TSMC's A16 process node, set to debut in 2025, integrates the Super Power Rail (SPR) architecture along with nanosheet transistors. This combination aims to enhance computational efficiency and reduce energy consumption. The A16 process is designed to alleviate IR drop, simplify power distribution, and allow for tighter chip packaging. TSMC claims that A16 can achieve a 10% higher clock speed or a 15% to 20% decrease in power consumption compared to the N2P node, while also increasing chip density by up to 10%.

=== Samsung SF2Z ===
Mass production in 2027. ARM test chips with BPD, 19% die shrink and 10% more performance.

== Technical benefits ==

=== Improved power integrity ===
By moving the power delivery network to the backside, BPD reduces the voltage droop experienced by transistors. This is because the power interconnects can be made larger and less resistive, providing a more stable power supply. This stability allows transistors to operate at higher frequencies with less risk of performance degradation.
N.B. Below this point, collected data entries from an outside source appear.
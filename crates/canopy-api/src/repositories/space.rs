//! Spaces: `CanopySpace` objects in their org's namespace

use super::namespace_retriever::NamespaceRetriever;
use super::org::ORG_RESOURCE;
use super::{created_at, for_resource, new_guid, updated_at};
use crate::awaiter::{Awaited, ConditionAwaiter};
use canopy_core::conditions::{is_condition_true, Conditioned, READY};
use canopy_core::crd::{CanopyOrg, CanopySpace, CanopySpaceSpec};
use canopy_core::error::{Error, Result};
use canopy_core::identity::RequestContext;
use canopy_core::store::{ListOptions, Store, StoreFactory};
use chrono::{DateTime, Utc};
use kube::ResourceExt;
use std::collections::BTreeMap;
use tracing::{debug, info, instrument};

pub const SPACE_RESOURCE: &str = "Space";

#[derive(Debug, Clone, PartialEq)]
pub struct SpaceRecord {
    pub guid: String,
    pub name: String,
    pub org_guid: String,
    pub ready: bool,
    pub labels: BTreeMap<String, String>,
    pub annotations: BTreeMap<String, String>,
    pub created_at: Option<DateTime<Utc>>,
    pub updated_at: Option<DateTime<Utc>>,
}

impl From<&CanopySpace> for SpaceRecord {
    fn from(space: &CanopySpace) -> Self {
        Self {
            guid: space.name_any(),
            name: space.spec.display_name.clone(),
            org_guid: space.namespace().unwrap_or_default(),
            ready: is_condition_true(space.conditions(), READY),
            labels: space.labels().clone(),
            annotations: space.annotations().clone(),
            created_at: created_at(space),
            updated_at: updated_at(space),
        }
    }
}

#[derive(Debug, Clone, Default)]
pub struct CreateSpaceMessage {
    pub name: String,
    pub org_guid: String,
    pub labels: BTreeMap<String, String>,
    pub annotations: BTreeMap<String, String>,
}

#[derive(Debug, Clone, Default)]
pub struct ListSpacesMessage {
    /// Orgs to search; empty searches every org
    pub org_guids: Vec<String>,
    /// Display names to keep; empty keeps all
    pub names: Vec<String>,
}

#[derive(Clone)]
pub struct SpaceRepo<F> {
    factory: F,
    namespaces: NamespaceRetriever<F>,
    root_namespace: String,
}

impl<F: StoreFactory> SpaceRepo<F> {
    pub fn new(factory: F, root_namespace: impl Into<String>) -> Self {
        Self {
            namespaces: NamespaceRetriever::new(factory.clone()),
            factory,
            root_namespace: root_namespace.into(),
        }
    }

    /// Create a space inside an org and wait until its namespace is ready
    #[instrument(skip(self, ctx, message), fields(user = %ctx.identity, org = %message.org_guid, name = %message.name))]
    pub async fn create(&self, ctx: &RequestContext, message: CreateSpaceMessage) -> Result<SpaceRecord> {
        let store = self.factory.for_identity(&ctx.identity)?;
        let org: CanopyOrg = store
            .get(&self.root_namespace, &message.org_guid)
            .await
            .map_err(|e| for_resource(e, ORG_RESOURCE))?;
        let org_namespace = org.name_any();

        let guid = new_guid();
        let mut space = CanopySpace::new(
            &guid,
            CanopySpaceSpec {
                display_name: message.name,
            },
        );
        space.metadata.labels = Some(message.labels);
        space.metadata.annotations = Some(message.annotations);

        let created = store.create(&org_namespace, &space).await?;
        info!(guid = %guid, "Created space, waiting for it to become ready");

        let ready = ConditionAwaiter::new(store)
            .await_after_write(ctx.deadline, &org_namespace, created, Awaited::is_true(READY))
            .await
            .map_err(|e| for_resource(e, SPACE_RESOURCE))?;
        Ok(SpaceRecord::from(&ready))
    }

    pub async fn get(&self, ctx: &RequestContext, guid: &str) -> Result<SpaceRecord> {
        let namespace = self
            .namespaces
            .namespace_for::<CanopySpace>(guid, SPACE_RESOURCE)
            .await?;
        let store = self.factory.for_identity(&ctx.identity)?;
        let space: CanopySpace = store
            .get(&namespace, guid)
            .await
            .map_err(|e| for_resource(e, SPACE_RESOURCE))?;
        Ok(SpaceRecord::from(&space))
    }

    /// Spaces in the orgs the caller can see into
    pub async fn list(&self, ctx: &RequestContext, message: &ListSpacesMessage) -> Result<Vec<SpaceRecord>> {
        let orgs = self
            .factory
            .privileged()
            .list::<CanopyOrg>(&self.root_namespace, &ListOptions::default())
            .await?;
        let store = self.factory.for_identity(&ctx.identity)?;

        let mut records = Vec::new();
        for org in orgs.items {
            let org_guid = org.name_any();
            if !message.org_guids.is_empty() && !message.org_guids.contains(&org_guid) {
                continue;
            }
            let spaces = match store
                .list::<CanopySpace>(&org_guid, &ListOptions::default())
                .await
            {
                Ok(list) => list.items,
                Err(Error::Forbidden(_)) => {
                    debug!(user = %ctx.identity, org = %org_guid, "Skipping org without access");
                    continue;
                }
                Err(e) => return Err(e),
            };
            records.extend(
                spaces
                    .iter()
                    .filter(|s| message.names.is_empty() || message.names.contains(&s.spec.display_name))
                    .map(SpaceRecord::from),
            );
        }
        Ok(records)
    }
}

#[cfg(test)]
mod tests {
    use super::*;
    use canopy_core::crd::CanopyOrgSpec;
    use canopy_core::identity::Identity;
    use canopy_core::store::MemoryStore;
    use std::time::Duration;

    const ROOT: &str = "canopy";

    async fn seed(store: &MemoryStore) {
        for org in ["org-1", "org-2"] {
            store
                .create(
                    ROOT,
                    &CanopyOrg::new(
                        org,
                        CanopyOrgSpec {
                            display_name: org.to_string(),
                        },
                    ),
                )
                .await
                .unwrap();
        }
        for (org, space, name) in [
            ("org-1", "space-1", "dev"),
            ("org-1", "space-2", "prod"),
            ("org-2", "space-3", "dev"),
        ] {
            store
                .create(
                    org,
                    &CanopySpace::new(
                        space,
                        CanopySpaceSpec {
                            display_name: name.to_string(),
                        },
                    ),
                )
                .await
                .unwrap();
        }
    }

    fn ctx() -> RequestContext {
        RequestContext::new(Identity::user("alice"), Duration::from_secs(1))
    }

    #[tokio::test]
    async fn test_get_resolves_org_namespace() {
        let store = MemoryStore::new();
        seed(&store).await;
        let repo = SpaceRepo::new(store, ROOT);

        let record = repo.get(&ctx(), "space-3").await.unwrap();
        assert_eq!(record.org_guid, "org-2");
        assert_eq!(record.name, "dev");
    }

    #[tokio::test]
    async fn test_list_skips_orgs_without_access() {
        let store = MemoryStore::new();
        seed(&store).await;
        store.deny("alice", "org-2");
        let repo = SpaceRepo::new(store, ROOT);

        let records = repo
            .list(
                &ctx(),
                &ListSpacesMessage {
                    names: vec!["dev".to_string()],
                    ..Default::default()
                },
            )
            .await
            .unwrap();
        assert_eq!(records.len(), 1);
        assert_eq!(records[0].guid, "space-1");
    }

    #[tokio::test]
    async fn test_create_in_missing_org() {
        let repo = SpaceRepo::new(MemoryStore::new(), ROOT);
        let err = repo
            .create(
                &ctx(),
                CreateSpaceMessage {
                    name: "dev".to_string(),
                    org_guid: "org-9".to_string(),
                    ..Default::default()
                },
            )
            .await
            .unwrap_err();
        assert!(err.to_string().starts_with("Org not found"));
    }
}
=== Enhanced signal routing ===
With power interconnects relocated, the frontside has more space for signal routing. This reduces congestion and parasitic capacitance, leading to faster and more efficient signal transmission. The reduction in signal congestion allows for denser packing of logic cells, further enhancing the performance and efficiency of the chip.
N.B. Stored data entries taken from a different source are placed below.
//! Blocking wait for a resource condition
//!
//! Every await starts from a read (or from the snapshot a write returned) and
//! watches from that snapshot's resource version, so a transition that lands
//! between the read and the watch is replayed rather than lost. Each event is
//! judged against the full object it carries. A watch that fails with a
//! retryable error is re-established after a backoff. The deadline is the only
//! way an await ends without an answer.

use canopy_core::conditions::{condition_reached, ConditionStatus, Conditioned};
use canopy_core::error::{Error, Result};
use canopy_core::identity::Deadline;
use canopy_core::retry::RetryPolicy;
use canopy_core::store::{ListOptions, Store, StoreEvent, StoreObject};
use futures::StreamExt;
use kube::ResourceExt;
use std::future::Future;
use tracing::{debug, warn};

/// The condition state an await is waiting for
#[derive(Debug, Clone, Copy, PartialEq, Eq)]
pub struct Awaited<'a> {
    pub condition: &'a str,
    pub status: ConditionStatus,
}

impl<'a> Awaited<'a> {
    pub fn new(condition: &'a str, status: ConditionStatus) -> Self {
        Self { condition, status }
    }

    pub fn is_true(condition: &'a str) -> Self {
        Self::new(condition, ConditionStatus::True)
    }

    fn reached_by<K: StoreObject + Conditioned>(&self, obj: &K) -> bool {
        condition_reached(obj, self.condition, self.status)
    }

    fn timeout(&self, target: String) -> Error {
        Error::Timeout {
            target,
            condition: self.condition.to_string(),
            status: self.status.as_str().to_string(),
        }
    }
}

/// How a watch ended without reaching the condition
enum Interrupted {
    Deleted,
    /// Stream ended or its origin expired; start over from a fresh read
    Restart,
    /// Watch could not be opened or broke with a retryable error
    Failed(Error),
}

/// Waits for conditions on objects visible through one store client
#[derive(Clone)]
pub struct ConditionAwaiter<S> {
    store: S,
    retry: RetryPolicy,
}

impl<S: Store> ConditionAwaiter<S> {
    pub fn new(store: S) -> Self {
        Self {
            store,
            retry: RetryPolicy::default(),
        }
    }

    /// Backoff between re-established watches after failures
    pub fn with_retry_policy(mut self, retry: RetryPolicy) -> Self {
        self.retry = retry;
        self
    }

    /// Sleep before re-establishing a failed watch
    async fn back_off(&self, failures: &mut u32, target: &str, error: &Error) {
        let delay = self.retry.delay(*failures);
        *failures = failures.saturating_add(1);
        warn!(
            target = %target,
            error = %error,
            delay_ms = delay.as_millis() as u64,
            "Watch failed, retrying after backoff"
        );
        tokio::time::sleep(delay).await;
    }

    /// Wait until `namespace/name` reports `awaited`
    ///
    /// Returns without opening a watch when the first read already satisfies
    /// the condition. Fails with `NotFound` if the object is absent or gets
    /// deleted first, and with `Timeout` once `deadline` passes.
    pub async fn await_condition<K>(
        &self,
        deadline: Deadline,
        namespace: &str,
        name: &str,
        awaited: Awaited<'_>,
    ) -> Result<K>
    where
        K: StoreObject + Conditioned,
    {
        let target = describe::<K>(namespace, name);
        bounded(deadline, &target, awaited, self.follow(namespace, name, None, awaited)).await
    }

    /// Wait for `awaited` on an object the caller just wrote
    ///
    /// The watch starts at the resource version of `written`, so nothing the
    /// controllers did after the write can be missed.
    pub async fn await_after_write<K>(
        &self,
        deadline: Deadline,
        namespace: &str,
        written: K,
        awaited: Awaited<'_>,
    ) -> Result<K>
    where
        K: StoreObject + Conditioned,
    {
        let name = written.name_any();
        let target = describe::<K>(namespace, &name);
        bounded(
            deadline,
            &target,
            awaited,
            self.follow(namespace, &name, Some(written), awaited),
        )
        .await
    }

    /// Wait until some object selected by `options` and `predicate` reports
    /// `awaited`
    ///
    /// Objects that do not exist yet are waited for; deletions are ignored.
    pub async fn await_in_list<K, P>(
        &self,
        deadline: Deadline,
        namespace: &str,
        options: &ListOptions,
        predicate: P,
        awaited: Awaited<'_>,
    ) -> Result<K>
    where
        K: StoreObject + Conditioned,
        P: Fn(&K) -> bool + Send + Sync,
    {
        let target = format!("{} in namespace {}", K::kind_name(), namespace);
        let wait = self.scan(namespace, options, &predicate, awaited, &target);
        bounded(deadline, &target, awaited, wait).await
    }

    async fn scan<K, P>(
        &self,
        namespace: &str,
        options: &ListOptions,
        predicate: &P,
        awaited: Awaited<'_>,
        target: &str,
    ) -> Result<K>
    where
        K: StoreObject + Conditioned,
        P: Fn(&K) -> bool + Send + Sync,
    {
        let mut failures = 0;
        loop {
            let list = self.store.list::<K>(namespace, options).await?;
            if let Some(found) = list
                .items
                .into_iter()
                .find(|obj| predicate(obj) && awaited.reached_by(obj))
            {
                return Ok(found);
            }

            let mut events = match self
                .store
                .watch::<K>(namespace, options, &list.resource_version)
                .await
            {
                Ok(events) => events,
                Err(e) if e.is_retryable() => {
                    self.back_off(&mut failures, target, &e).await;
                    continue;
                }
                Err(e) => return Err(e),
            };
            loop {
                match events.next().await {
                    Some(Ok(StoreEvent::Applied(obj)))
                        if predicate(&obj) && awaited.reached_by(&obj) =>
                    {
                        return Ok(obj);
                    }
                    Some(Ok(StoreEvent::Applied(_) | StoreEvent::Deleted(_))) => failures = 0,
                    Some(Ok(StoreEvent::Expired)) | None => break,
                    Some(Err(e)) if e.is_retryable() => {
                        self.back_off(&mut failures, target, &e).await;
                        break;
                    }
                    Some(Err(e)) => return Err(e),
                }
            }
            debug!(target = %target, "Re-establishing list watch");
        }
    }

    async fn follow<K>(
        &self,
        namespace: &str,
        name: &str,
        mut snapshot: Option<K>,
        awaited: Awaited<'_>,
    ) -> Result<K>
    where
        K: StoreObject + Conditioned,
    {
        let selector = ListOptions::fields(format!("metadata.name={name}"));
        let target = describe::<K>(namespace, name);
        let mut failures = 0;
        loop {
            let current = match snapshot.take() {
                Some(obj) => obj,
                None => self.store.get::<K>(namespace, name).await?,
            };
            if awaited.reached_by(&current) {
                return Ok(current);
            }

            let origin = current.resource_version().unwrap_or_default();
            match self.watch_once(namespace, &selector, &origin, awaited).await? {
                Ok(reached) => return Ok(reached),
                Err(Interrupted::Deleted) => {
                    return Err(Error::not_found(&K::kind_name(), namespace, name));
                }
                Err(Interrupted::Restart) => {
                    failures = 0;
                    debug!(name = %name, namespace = %namespace, "Re-establishing watch");
                }
                Err(Interrupted::Failed(e)) => self.back_off(&mut failures, &target, &e).await,
            }
        }
    }

    async fn watch_once<K>(
        &self,
        namespace: &str,
        selector: &ListOptions,
        origin: &str,
        awaited: Awaited<'_>,
    ) -> Result<std::result::Result<K, Interrupted>>
    where
        K: StoreObject + Conditioned,
    {
        let mut events = match self.store.watch::<K>(namespace, selector, origin).await {
            Ok(events) => events,
            Err(e) if e.is_retryable() => return Ok(Err(Interrupted::Failed(e))),
            Err(e) => return Err(e),
        };
        while let Some(event) = events.next().await {
            match event {
                Ok(StoreEvent::Applied(obj)) if awaited.reached_by(&obj) => return Ok(Ok(obj)),
                Ok(StoreEvent::Applied(_)) => {}
                Ok(StoreEvent::Deleted(_)) => return Ok(Err(Interrupted::Deleted)),
                Ok(StoreEvent::Expired) => return Ok(Err(Interrupted::Restart)),
                Err(e) if e.is_retryable() => return Ok(Err(Interrupted::Failed(e))),
                Err(e) => return Err(e),
            }
        }
        Ok(Err(Interrupted::Restart))
    }
}

fn describe<K: StoreObject>(namespace: &str, name: &str) -> String {
    format!("{} {}/{}", K::kind_name(), namespace, name)
}

async fn bounded<K>(
    deadline: Deadline,
    target: &str,
    awaited: Awaited<'_>,
    wait: impl Future<Output = Result<K>>,
) -> Result<K> {
    match tokio::time::timeout_at(deadline.instant(), wait).await {
        Ok(result) => result,
        Err(_) => {
            debug!(target = %target, condition = %awaited.condition, "Await timed out");
            Err(awaited.timeout(target.to_string()))
        }
    }
}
=== Thermal management ===
BPD presents new challenges and opportunities for thermal management. The relocation of power interconnects can lead to higher thermal densities, requiring innovative cooling solutions. However, it also allows for more efficient heat dissipation paths, potentially improving overall thermal performance if managed correctly.

== Challenges ==

=== Design complexity ===
Implementing BPD requires significant changes to traditional design methodologies. Engineers must adapt to new design rules and tools that account for the backside routing of power. This includes ensuring that thermal management and mechanical stresses are properly addressed, as these can impact the reliability and performance of the IC.

=== Manufacturing costs ===
The process of creating BPD-enabled chips involves additional steps, such as the creation of TSVs and the handling of wafers with interconnects on both sides. These steps can increase manufacturing costs, although companies like Intel have developed methods to offset these costs by optimizing other aspects of the chip design process.

== Future prospects ==
Intel plans to integrate BPD with its RibbonFET transistors in upcoming process nodes, targeting production readiness in the first half of 2024. TSMC, while delaying BPD in its N2P node due to cost and complexity, will introduce it in the A16 node by 2025. Samsung aims to apply BPD to its 1.4-nanometer process by 2027, focusing on reducing wafer area consumption and improving power transmission.